We arrived in Paris on the Friday, loads of time to get settled, get sorted and relax, fast forward the boring bits…

So now I’m in the 3hr15 pen, freezing cold and nervous as, the atmosphere was tense, I was playing over my race-plan, discussed with and amended by Allan at the awards night…8mm for 5 miles, then 7:30 for as long as I could hold on for…The Lord Mayor of Paris said something in French and I assume, started the race…

After the elites and wheelchairs had gone, the 3hr lot shot off, we then made our way down, this is it…I’m off, this feels ok, a glance at the watch, slow down…I settled around 7:50 (I’m sure Allan wouldn’t mind) felt good, people were tearing off passed me, don’t get lured into a race within the first mile, Got a cheer at 1-km from Stef, gave a wave and a smile, then concentrated on following the green-line…Mile-1 flashed up on my watch 7:41mm (oops), it’s near enough…As it turns out, that was my slowest mile of the race.
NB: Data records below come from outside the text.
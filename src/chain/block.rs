//! Compact blocks and the chain parameters they can carry.

use serde::{Deserialize, Serialize};

use super::dex::BatchSwapOutputData;
use super::ids::{AssetId, Root, StateCommitment};

/// Block height.
pub type Height = u64;

/// Condensed per-block summary, sufficient for trial decryption without full
/// transaction data.
#[derive(Debug, Clone, Default, PartialEq, Serialize, Deserialize)]
pub struct CompactBlock {
	pub height: Height,
	pub epoch_index: u64,
	/// Present only on the last block of an epoch.
	pub epoch_root: Option<Root>,
	pub state_payloads: Vec<StatePayload>,
	pub nullifiers: Vec<super::ids::Nullifier>,
	pub fmd_parameters: Option<FmdParameters>,
	pub gas_prices: Option<GasPrices>,
	pub alt_gas_prices: Vec<GasPrices>,
	pub app_parameters_updated: bool,
	pub swap_outputs: Vec<BatchSwapOutputData>,
}

impl CompactBlock {
	/// Whether this block closes its epoch.
	pub fn ends_epoch(&self) -> bool {
		self.epoch_root.is_some()
	}
}

/// A state fragment added to the commitment tree by a block.
#[derive(Debug, Clone, PartialEq, Serialize, Deserialize)]
#[serde(tag = "kind", rename_all = "snake_case")]
pub enum StatePayload {
	/// A commitment with no decryptable body.
	RolledUp { commitment: StateCommitment },
	Note {
		commitment: StateCommitment,
		ciphertext: Vec<u8>,
	},
	Swap {
		commitment: StateCommitment,
		ciphertext: Vec<u8>,
	},
}

impl StatePayload {
	pub fn commitment(&self) -> StateCommitment {
		match self {
			StatePayload::RolledUp { commitment }
			| StatePayload::Note { commitment, .. }
			| StatePayload::Swap { commitment, .. } => *commitment,
		}
	}
}

/// Fuzzy message detection parameters.
#[derive(Debug, Clone, PartialEq, Eq, Serialize, Deserialize)]
pub struct FmdParameters {
	pub precision_bits: u32,
	pub as_of_block_height: Height,
}

/// Fee prices for one fee asset.
#[derive(Debug, Clone, PartialEq, Eq, Serialize, Deserialize)]
pub struct GasPrices {
	/// Absent on the base gas prices, which are denominated in the staking
	/// asset.
	pub asset_id: Option<AssetId>,
	pub block_space_price: u64,
	pub compact_block_space_price: u64,
	pub verification_price: u64,
	pub execution_price: u64,
}

#[derive(Debug, Clone, PartialEq, Eq, Serialize, Deserialize)]
pub struct SctParameters {
	pub epoch_duration: u64,
}

/// Chain-wide application parameters.
#[derive(Debug, Clone, PartialEq, Eq, Serialize, Deserialize)]
pub struct AppParameters {
	pub chain_id: String,
	pub sct_params: SctParameters,
}

/// Precomputed commitment-tree frontier, used to skip historical replay for
/// a fresh wallet.
#[derive(Debug, Clone, PartialEq, Serialize, Deserialize)]
pub struct FrontierSnapshot {
	pub height: Height,
	pub epoch_index: u64,
	pub epoch_start_height: Height,
	pub frontier: Vec<u8>,
}
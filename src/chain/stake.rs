use serde::{Deserialize, Serialize};

use super::asset::delegation_denom;
use super::ids::{AssetId, IdentityKey};

/// Fixed-point scale of validator exchange rates.
pub const EXCHANGE_RATE_DECIMALS: u32 = 8;

#[derive(Debug, Clone, Copy, PartialEq, Eq, Serialize, Deserialize)]
#[serde(rename_all = "snake_case")]
pub enum ValidatorState {
	Defined,
	Inactive,
	Active,
	Jailed,
	Tombstoned,
	Disabled,
}

#[derive(Debug, Clone, PartialEq, Eq, Serialize, Deserialize)]
pub struct RateData {
	pub epoch_index: u64,
	/// Delegation-token to staking-token exchange rate, scaled by 10^8.
	pub validator_exchange_rate: u128,
}

#[derive(Debug, Clone, PartialEq, Eq, Serialize, Deserialize)]
pub struct ValidatorInfo {
	pub identity_key: IdentityKey,
	pub name: String,
	pub state: ValidatorState,
	pub rate_data: RateData,
}

impl ValidatorInfo {
	pub fn delegation_asset_id(&self) -> AssetId {
		AssetId::from_denom(&delegation_denom(&self.identity_key))
	}
}
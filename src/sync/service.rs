//! Single-flight sync lifecycle.
//!
//! `ViewSyncService` owns at most one running sync task. Concurrent callers
//! of `sync()` attach to the task already in flight. The task retries failed
//! attempts forever with exponential backoff, rolling the scanner back to its
//! persisted checkpoint before each retry, and ends only when `stop()`
//! cancels it. A sync started after `stop()` waits for the stopped task to
//! finish its current block before it reads the checkpoint.

use backoff::ExponentialBackoffBuilder;
use backoff::backoff::Backoff;
use futures::FutureExt;
use futures::future::{BoxFuture, Shared};
use std::future::Future;
use std::sync::{Arc, Mutex};
use tokio_util::sync::CancellationToken;
use tracing::{debug, error, info, warn};

use crate::chain::AssetId;
use crate::sync::SyncError;

use super::processor::BlockProcessor;

type SyncHandle = Shared<BoxFuture<'static, Result<(), String>>>;

struct ActiveSync {
	handle: SyncHandle,
	cancel: CancellationToken,
}

#[derive(Default)]
struct SyncSlot {
	running: Option<ActiveSync>,
	/// A cancelled task that may still be finishing a block.
	stopping: Option<SyncHandle>,
}

pub struct ViewSyncService {
	processor: Arc<BlockProcessor>,
	slot: Mutex<SyncSlot>,
}

impl ViewSyncService {
	pub fn new(processor: BlockProcessor) -> Self {
		Self::from_shared(Arc::new(processor))
	}

	pub fn from_shared(processor: Arc<BlockProcessor>) -> Self {
		Self {
			processor,
			slot: Mutex::new(SyncSlot::default()),
		}
	}

	/// Attach to the running sync, or start one.
	///
	/// The attempt starts when this is called, not when the returned future
	/// is first polled. The future resolves once the sync is stopped, or with
	/// `SyncError::TaskFailed` if the task panicked.
	pub fn sync(&self) -> impl Future<Output = Result<(), SyncError>> + Send + use<> {
		let handle = self.attach_or_start();
		async move { handle.await.map_err(SyncError::TaskFailed) }
	}

	/// Cancel the running sync, if any. The next `sync()` starts afresh.
	pub fn stop(&self, reason: &str) {
		let mut slot = self
			.slot
			.lock()
			.unwrap_or_else(|poisoned| poisoned.into_inner());
		if let Some(active) = slot.running.take() {
			info!("Stopping sync: {}", reason);
			active.cancel.cancel();
			slot.stopping = Some(active.handle);
		}
	}

	/// Swap the pricing numeraires without interrupting a running sync.
	pub fn set_numeraires(&self, numeraires: Vec<AssetId>) {
		self.processor.set_numeraires(numeraires);
	}

	pub fn is_running(&self) -> bool {
		self.slot
			.lock()
			.unwrap_or_else(|poisoned| poisoned.into_inner())
			.running
			.as_ref()
			.is_some_and(|active| active.handle.peek().is_none())
	}

	fn attach_or_start(&self) -> SyncHandle {
		let mut slot = self
			.slot
			.lock()
			.unwrap_or_else(|poisoned| poisoned.into_inner());
		if let Some(running) = slot.running.as_ref() {
			if running.handle.peek().is_none() {
				return running.handle.clone();
			}
		}

		let previous = slot
			.stopping
			.take()
			.filter(|handle| handle.peek().is_none());
		let cancel = CancellationToken::new();
		let processor = self.processor.clone();
		let loop_cancel = cancel.clone();
		let task = tokio::spawn(async move {
			if let Some(previous) = previous {
				debug!("Waiting for the stopped sync to finish");
				if let Err(e) = previous.await {
					warn!("Stopped sync ended abnormally: {}", e);
				}
			}
			if loop_cancel.is_cancelled() {
				return;
			}
			run_sync_loop(processor, loop_cancel).await
		});
		let handle = async move { task.await.map_err(|e| e.to_string()) }
			.boxed()
			.shared();
		slot.running = Some(ActiveSync {
			handle: handle.clone(),
			cancel,
		});
		handle
	}
}

/// Retry sync attempts until cancelled.
async fn run_sync_loop(processor: Arc<BlockProcessor>, cancel: CancellationToken) {
	let retry = &processor.config().retry;
	let mut backoff = ExponentialBackoffBuilder::new()
		.with_initial_interval(retry.initial_interval)
		.with_max_interval(retry.max_interval)
		.with_multiplier(2.0)
		.with_randomization_factor(0.0)
		.with_max_elapsed_time(None)
		.build();

	loop {
		match processor.sync_and_store(&cancel).await {
			Ok(()) => {
				info!("Sync for wallet {} stopped", processor.config().wallet_id);
				return;
			}
			Err(e) if cancel.is_cancelled() => {
				info!("Sync cancelled during failed attempt: {}", e);
				return;
			}
			Err(e) => {
				warn!("Sync attempt failed: {}", e);
				if let Err(reset) = processor.reset_scanner().await {
					error!("Failed to reset scanner to checkpoint: {}", reset);
				}
				let delay = backoff.next_backoff().unwrap_or(retry.max_interval);
				warn!("Retrying sync in {:?}", delay);
				tokio::select! {
					_ = cancel.cancelled() => return,
					_ = tokio::time::sleep(delay) => {}
				}
			}
		}
	}
}

#[cfg(test)]
mod tests {
	use super::*;
	use crate::config::RetryConfig;
	use crate::storage::ViewStore;
	use crate::testing::{Harness, MockScanner, ScanGate, StreamTail, block};
	use std::sync::atomic::Ordering;
	use std::time::Duration;

	#[tokio::test]
	async fn concurrent_callers_share_one_attempt() {
		let harness = Harness::new();
		harness.resume_from(4).await;
		harness.querier.set_blocks(vec![block(5, 0), block(6, 0)]);
		let service = ViewSyncService::from_shared(harness.processor.clone());

		let first = service.sync();
		let second = service.sync();
		let (a, b) = tokio::join!(first, second);
		a.unwrap();
		b.unwrap();

		assert_eq!(harness.querier.stream_starts.lock().unwrap().len(), 1);
		assert_eq!(harness.store.full_sync_height().await.unwrap(), Some(6));

		// a finished attempt is not reused
		service.sync().await.unwrap();
		assert_eq!(
			harness.querier.stream_starts.lock().unwrap().as_slice(),
			&[5, 7]
		);
	}

	#[tokio::test]
	async fn stop_ends_an_open_stream() {
		let harness = Harness::new();
		harness.resume_from(0).await;
		harness.querier.set_stream_tail(StreamTail::HoldOpen);
		let service = ViewSyncService::from_shared(harness.processor.clone());

		let running = service.sync();
		tokio::time::sleep(Duration::from_millis(50)).await;
		assert!(service.is_running());
		assert_eq!(harness.querier.stream_starts.lock().unwrap().len(), 1);

		service.stop("test");
		running.await.unwrap();
		assert!(!service.is_running());
	}

	#[tokio::test(start_paused = true)]
	async fn failed_attempts_reset_the_scanner_and_retry() {
		let harness = Harness::with_config(|config| {
			config.with_retry(RetryConfig {
				initial_interval: Duration::from_secs(5),
				max_interval: Duration::from_secs(20),
			})
		});
		harness.resume_from(0).await;
		harness.querier.set_stream_tail(StreamTail::End);
		let service = ViewSyncService::from_shared(harness.processor.clone());

		let running = service.sync();
		// first attempt fails at once, the second after a 5s backoff
		tokio::time::sleep(Duration::from_secs(6)).await;
		service.stop("test");
		running.await.unwrap();

		assert_eq!(harness.scanner_stats.resets.load(Ordering::SeqCst), 2);
		assert_eq!(harness.querier.stream_starts.lock().unwrap().len(), 2);
	}

	#[tokio::test]
	async fn restart_waits_for_the_stopped_task() {
		let gate = ScanGate::at(5);
		let harness = Harness::with_scanner(MockScanner::default().with_gate(gate.clone()));
		harness.resume_from(4).await;
		harness.querier.set_blocks(vec![block(5, 0), block(6, 0)]);
		harness.querier.set_stream_tail(StreamTail::HoldOpen);
		let service = ViewSyncService::from_shared(harness.processor.clone());

		let first = service.sync();
		gate.entered.notified().await;
		service.stop("restart");
		let second = service.sync();

		// the first task is still inside block 5
		tokio::time::sleep(Duration::from_millis(50)).await;
		assert_eq!(harness.querier.stream_starts.lock().unwrap().as_slice(), &[5]);

		gate.release.notify_one();
		first.await.unwrap();
		tokio::time::sleep(Duration::from_millis(50)).await;
		assert!(service.is_running());

		service.stop("done");
		second.await.unwrap();

		assert_eq!(
			harness.querier.stream_starts.lock().unwrap().as_slice(),
			&[5, 6]
		);
		assert_eq!(
			harness.scanner_stats.scanned_heights.lock().unwrap().as_slice(),
			&[5, 6]
		);
		assert_eq!(harness.store.full_sync_height().await.unwrap(), Some(6));
	}
}
//! Errors reported when assembling a parser from its extensions
use thiserror::Error;

/// A parser configuration that cannot be built. Parsing itself never fails.
#[derive(Debug, Clone, PartialEq, Eq, Error)]
pub enum ConfigError {
    #[error("delimiter {delimiter:?} is claimed by more than one processor and at least one is asymmetric")]
    DelimiterConflict { delimiter: char },

    #[error("delimiter {delimiter:?} already has a processor with minimum length {min_length}")]
    DuplicateMinLength { delimiter: char, min_length: usize },

    #[error("delimiter processor for {delimiter:?} has a minimum length of 0")]
    InvalidMinLength { delimiter: char },
}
So as the miles unfold, I check my pace, feel comfortable, I’m taking water at every station and food where available, I have gels, salt chews and gummy things given out at the expo, I feel in good shape…but as I approach mile-10, my right foot starts bothering me, right on the ball under my big-toe – Heat lead to pain, a feeling familiar to us all – blisters!! Typical, I had read a quote that became my mantra, ‘The first half you run with your head, the second half with your heart’. I thanked my head and summoned my heart, it was at this point I also told my Grandad I needed him…

I passed the half-marathon point in 1:33, great, I’m going well, feeling good (apart from the foot which I’m ignoring!) and now I can count down the miles…You would think that given I am running in one of the worlds most beautiful cities, I would be reeling off landmark after landmark, but apart from the river and the Schneider Electricity HQ (race sponsor), I can’t remember any of them, I didn’t even appreciate the majesty of the Arc de Triumph at the start line!

Anyway, as I get through the 20-mile mark, two Parkruns left, I’m feeling ok, still got a couple of gels left for ‘the wall’…The last 6.2 miles, was pretty brutal, do not pay any attention to Strava, the elevation in those final two Parkruns was greater than anything I’ve ever done before, a cruel trick by the organisers!

I complete one of the two Parkruns, I’m still moving, still ok(ish), one Parkrun left, omg I think I’m actually going to do it…I can hear the cheers from the crowds at the finish line, 2k left…1k…350m I get a massive cheer from Stef and a couple of complete strangers with her…I see the line, just keep going…nearly there…I’m on the green-carpet, and throw myself over the line…I did it…I look at my watch, 3:12:40, I hug the man next to me, that moment of a shared achievement, monumental, I hear my name, and look to see Stef beaming, emotion envelopes me, I’m walking in a haze, I just want to get out and see my wife, I collect my T-shirt, medal, other bits thrust into my hand, then I notice the escape route, I head out and scan the crowds for Stef, she flies toward me…I did it, hun, I actually did it!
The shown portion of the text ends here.